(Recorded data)
[Start of Attachment]

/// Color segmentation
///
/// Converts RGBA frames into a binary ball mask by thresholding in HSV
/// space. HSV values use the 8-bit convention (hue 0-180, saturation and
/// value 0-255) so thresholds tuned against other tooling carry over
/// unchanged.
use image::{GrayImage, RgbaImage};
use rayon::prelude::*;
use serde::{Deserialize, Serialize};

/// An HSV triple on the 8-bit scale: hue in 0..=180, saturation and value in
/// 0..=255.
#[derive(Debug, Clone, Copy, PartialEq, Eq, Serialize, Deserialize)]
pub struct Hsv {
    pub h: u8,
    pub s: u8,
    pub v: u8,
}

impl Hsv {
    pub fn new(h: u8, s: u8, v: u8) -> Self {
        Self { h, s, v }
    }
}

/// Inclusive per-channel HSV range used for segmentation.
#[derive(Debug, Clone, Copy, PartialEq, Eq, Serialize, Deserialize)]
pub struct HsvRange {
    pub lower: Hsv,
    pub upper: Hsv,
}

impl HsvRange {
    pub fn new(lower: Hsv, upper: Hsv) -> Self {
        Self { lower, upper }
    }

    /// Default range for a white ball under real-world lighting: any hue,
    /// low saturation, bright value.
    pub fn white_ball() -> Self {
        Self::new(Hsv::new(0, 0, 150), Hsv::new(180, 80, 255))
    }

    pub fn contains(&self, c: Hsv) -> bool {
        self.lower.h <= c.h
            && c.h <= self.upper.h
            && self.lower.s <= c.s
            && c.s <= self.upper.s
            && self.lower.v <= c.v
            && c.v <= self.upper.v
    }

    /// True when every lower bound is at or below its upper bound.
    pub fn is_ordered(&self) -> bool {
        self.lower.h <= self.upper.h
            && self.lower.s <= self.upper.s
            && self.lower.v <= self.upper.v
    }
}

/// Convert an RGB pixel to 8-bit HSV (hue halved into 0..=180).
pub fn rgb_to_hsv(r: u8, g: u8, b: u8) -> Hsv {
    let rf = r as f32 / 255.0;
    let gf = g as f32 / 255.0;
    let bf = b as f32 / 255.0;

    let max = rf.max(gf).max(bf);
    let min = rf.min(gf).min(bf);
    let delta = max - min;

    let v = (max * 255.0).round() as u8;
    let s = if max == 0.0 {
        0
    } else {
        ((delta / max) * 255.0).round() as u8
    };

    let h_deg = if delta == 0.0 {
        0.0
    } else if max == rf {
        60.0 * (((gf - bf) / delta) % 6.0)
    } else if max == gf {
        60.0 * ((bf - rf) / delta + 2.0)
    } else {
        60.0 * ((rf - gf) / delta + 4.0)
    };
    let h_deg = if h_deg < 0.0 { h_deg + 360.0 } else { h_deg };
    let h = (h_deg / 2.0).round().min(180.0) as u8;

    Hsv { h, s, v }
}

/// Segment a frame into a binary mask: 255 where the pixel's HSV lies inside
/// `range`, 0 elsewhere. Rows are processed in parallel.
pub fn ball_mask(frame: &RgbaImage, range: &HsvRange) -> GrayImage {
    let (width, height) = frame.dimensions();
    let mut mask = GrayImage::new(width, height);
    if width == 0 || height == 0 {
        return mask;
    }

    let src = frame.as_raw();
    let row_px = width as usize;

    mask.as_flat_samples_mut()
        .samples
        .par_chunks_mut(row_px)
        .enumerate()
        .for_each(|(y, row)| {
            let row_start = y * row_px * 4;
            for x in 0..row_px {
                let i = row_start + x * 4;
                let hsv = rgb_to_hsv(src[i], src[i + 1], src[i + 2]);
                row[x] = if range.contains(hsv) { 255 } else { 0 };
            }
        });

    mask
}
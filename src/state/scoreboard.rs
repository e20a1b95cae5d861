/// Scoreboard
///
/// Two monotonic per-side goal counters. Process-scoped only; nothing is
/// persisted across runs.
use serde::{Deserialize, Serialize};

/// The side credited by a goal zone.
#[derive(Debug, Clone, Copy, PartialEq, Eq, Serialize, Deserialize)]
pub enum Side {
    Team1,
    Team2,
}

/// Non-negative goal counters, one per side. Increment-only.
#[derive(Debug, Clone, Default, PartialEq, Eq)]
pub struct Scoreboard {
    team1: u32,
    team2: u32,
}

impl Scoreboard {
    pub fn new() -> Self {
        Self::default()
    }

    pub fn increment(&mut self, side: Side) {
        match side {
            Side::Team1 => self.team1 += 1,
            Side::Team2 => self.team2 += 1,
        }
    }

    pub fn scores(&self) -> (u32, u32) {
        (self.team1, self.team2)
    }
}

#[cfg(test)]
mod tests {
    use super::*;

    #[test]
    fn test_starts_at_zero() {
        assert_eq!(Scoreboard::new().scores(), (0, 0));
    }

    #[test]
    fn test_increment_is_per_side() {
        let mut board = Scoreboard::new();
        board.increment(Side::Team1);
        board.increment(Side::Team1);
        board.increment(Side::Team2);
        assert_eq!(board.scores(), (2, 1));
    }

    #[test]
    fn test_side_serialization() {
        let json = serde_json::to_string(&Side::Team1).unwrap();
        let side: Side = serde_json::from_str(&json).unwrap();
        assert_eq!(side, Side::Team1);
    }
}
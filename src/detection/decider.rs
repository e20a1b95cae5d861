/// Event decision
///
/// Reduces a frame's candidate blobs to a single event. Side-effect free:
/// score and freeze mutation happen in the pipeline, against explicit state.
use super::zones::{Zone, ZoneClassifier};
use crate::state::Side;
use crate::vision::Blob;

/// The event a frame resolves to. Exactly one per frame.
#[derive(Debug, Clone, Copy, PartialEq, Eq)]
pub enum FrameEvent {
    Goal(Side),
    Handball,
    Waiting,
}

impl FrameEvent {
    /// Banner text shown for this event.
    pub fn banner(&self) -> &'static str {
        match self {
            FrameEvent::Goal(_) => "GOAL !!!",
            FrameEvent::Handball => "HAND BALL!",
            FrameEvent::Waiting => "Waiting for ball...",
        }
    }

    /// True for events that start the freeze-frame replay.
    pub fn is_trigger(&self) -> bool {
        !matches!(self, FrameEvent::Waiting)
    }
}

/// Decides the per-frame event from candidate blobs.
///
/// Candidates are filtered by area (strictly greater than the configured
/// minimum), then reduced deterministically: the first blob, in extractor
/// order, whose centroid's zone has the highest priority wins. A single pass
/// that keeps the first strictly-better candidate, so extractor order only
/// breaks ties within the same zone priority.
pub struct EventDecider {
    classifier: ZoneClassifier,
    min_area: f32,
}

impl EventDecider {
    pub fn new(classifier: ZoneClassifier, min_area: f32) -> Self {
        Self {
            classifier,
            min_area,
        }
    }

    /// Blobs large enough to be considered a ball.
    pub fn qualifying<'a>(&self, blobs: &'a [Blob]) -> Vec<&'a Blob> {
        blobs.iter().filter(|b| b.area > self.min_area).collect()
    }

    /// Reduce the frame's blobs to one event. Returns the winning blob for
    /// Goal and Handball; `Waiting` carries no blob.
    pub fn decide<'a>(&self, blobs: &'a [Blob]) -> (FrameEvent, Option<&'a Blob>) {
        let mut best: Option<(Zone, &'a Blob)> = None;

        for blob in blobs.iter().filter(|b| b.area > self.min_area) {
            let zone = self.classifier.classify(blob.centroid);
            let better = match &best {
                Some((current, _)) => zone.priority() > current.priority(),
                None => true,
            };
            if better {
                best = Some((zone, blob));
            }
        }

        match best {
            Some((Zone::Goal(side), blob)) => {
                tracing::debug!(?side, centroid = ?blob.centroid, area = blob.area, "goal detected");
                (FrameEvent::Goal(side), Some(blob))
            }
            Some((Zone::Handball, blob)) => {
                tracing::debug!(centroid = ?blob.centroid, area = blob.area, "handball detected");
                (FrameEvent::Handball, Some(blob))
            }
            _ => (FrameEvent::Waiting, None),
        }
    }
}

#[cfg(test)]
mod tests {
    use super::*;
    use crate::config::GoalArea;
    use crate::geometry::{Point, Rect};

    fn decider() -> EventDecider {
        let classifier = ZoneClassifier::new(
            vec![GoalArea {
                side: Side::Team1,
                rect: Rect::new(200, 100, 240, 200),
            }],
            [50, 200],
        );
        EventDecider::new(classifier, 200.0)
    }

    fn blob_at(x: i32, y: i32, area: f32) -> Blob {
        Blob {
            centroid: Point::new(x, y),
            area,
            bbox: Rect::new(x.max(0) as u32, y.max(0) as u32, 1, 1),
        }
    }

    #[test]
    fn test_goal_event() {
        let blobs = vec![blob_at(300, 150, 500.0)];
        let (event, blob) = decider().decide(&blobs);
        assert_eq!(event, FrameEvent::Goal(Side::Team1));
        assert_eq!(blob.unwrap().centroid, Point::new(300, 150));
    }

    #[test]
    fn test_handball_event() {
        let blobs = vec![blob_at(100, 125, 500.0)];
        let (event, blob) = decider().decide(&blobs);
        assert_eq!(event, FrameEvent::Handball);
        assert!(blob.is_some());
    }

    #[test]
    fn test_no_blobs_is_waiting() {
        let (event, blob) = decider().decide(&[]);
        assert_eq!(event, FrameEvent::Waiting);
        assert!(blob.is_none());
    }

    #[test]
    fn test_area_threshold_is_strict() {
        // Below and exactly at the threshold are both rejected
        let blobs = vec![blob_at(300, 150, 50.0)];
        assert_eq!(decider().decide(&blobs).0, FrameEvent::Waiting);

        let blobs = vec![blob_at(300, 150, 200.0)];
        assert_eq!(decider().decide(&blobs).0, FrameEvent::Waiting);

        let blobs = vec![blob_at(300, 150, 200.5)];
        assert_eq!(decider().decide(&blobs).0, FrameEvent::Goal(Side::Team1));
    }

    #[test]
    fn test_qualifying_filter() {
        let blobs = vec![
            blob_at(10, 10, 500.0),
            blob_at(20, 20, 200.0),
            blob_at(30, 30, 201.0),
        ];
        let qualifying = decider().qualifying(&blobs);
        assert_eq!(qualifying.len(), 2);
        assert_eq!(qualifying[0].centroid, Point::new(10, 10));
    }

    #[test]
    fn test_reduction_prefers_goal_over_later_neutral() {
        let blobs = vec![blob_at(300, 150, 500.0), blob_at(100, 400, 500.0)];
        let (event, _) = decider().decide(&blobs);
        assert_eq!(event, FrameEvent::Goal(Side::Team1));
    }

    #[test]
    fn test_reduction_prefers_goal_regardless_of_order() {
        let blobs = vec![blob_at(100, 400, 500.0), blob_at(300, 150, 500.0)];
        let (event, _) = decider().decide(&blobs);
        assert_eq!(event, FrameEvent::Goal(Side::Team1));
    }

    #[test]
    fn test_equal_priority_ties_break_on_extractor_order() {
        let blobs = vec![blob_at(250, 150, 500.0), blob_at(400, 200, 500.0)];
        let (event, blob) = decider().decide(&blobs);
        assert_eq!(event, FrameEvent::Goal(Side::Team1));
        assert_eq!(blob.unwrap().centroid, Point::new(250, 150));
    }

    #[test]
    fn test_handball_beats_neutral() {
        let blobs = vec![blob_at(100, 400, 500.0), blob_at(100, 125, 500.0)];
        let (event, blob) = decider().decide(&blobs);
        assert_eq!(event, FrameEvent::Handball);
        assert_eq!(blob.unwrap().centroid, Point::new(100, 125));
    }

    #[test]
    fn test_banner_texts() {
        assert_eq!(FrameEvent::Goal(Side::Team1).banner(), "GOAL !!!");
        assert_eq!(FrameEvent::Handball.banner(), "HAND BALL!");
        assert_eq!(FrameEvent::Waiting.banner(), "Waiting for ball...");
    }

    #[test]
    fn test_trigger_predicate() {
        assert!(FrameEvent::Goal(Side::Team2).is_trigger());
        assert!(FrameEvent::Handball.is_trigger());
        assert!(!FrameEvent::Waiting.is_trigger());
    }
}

[End of Attachment]

Instructions to follow | Your answer should be one number, the count of lines in the records that contain the string "unwrap".

Written solution | 5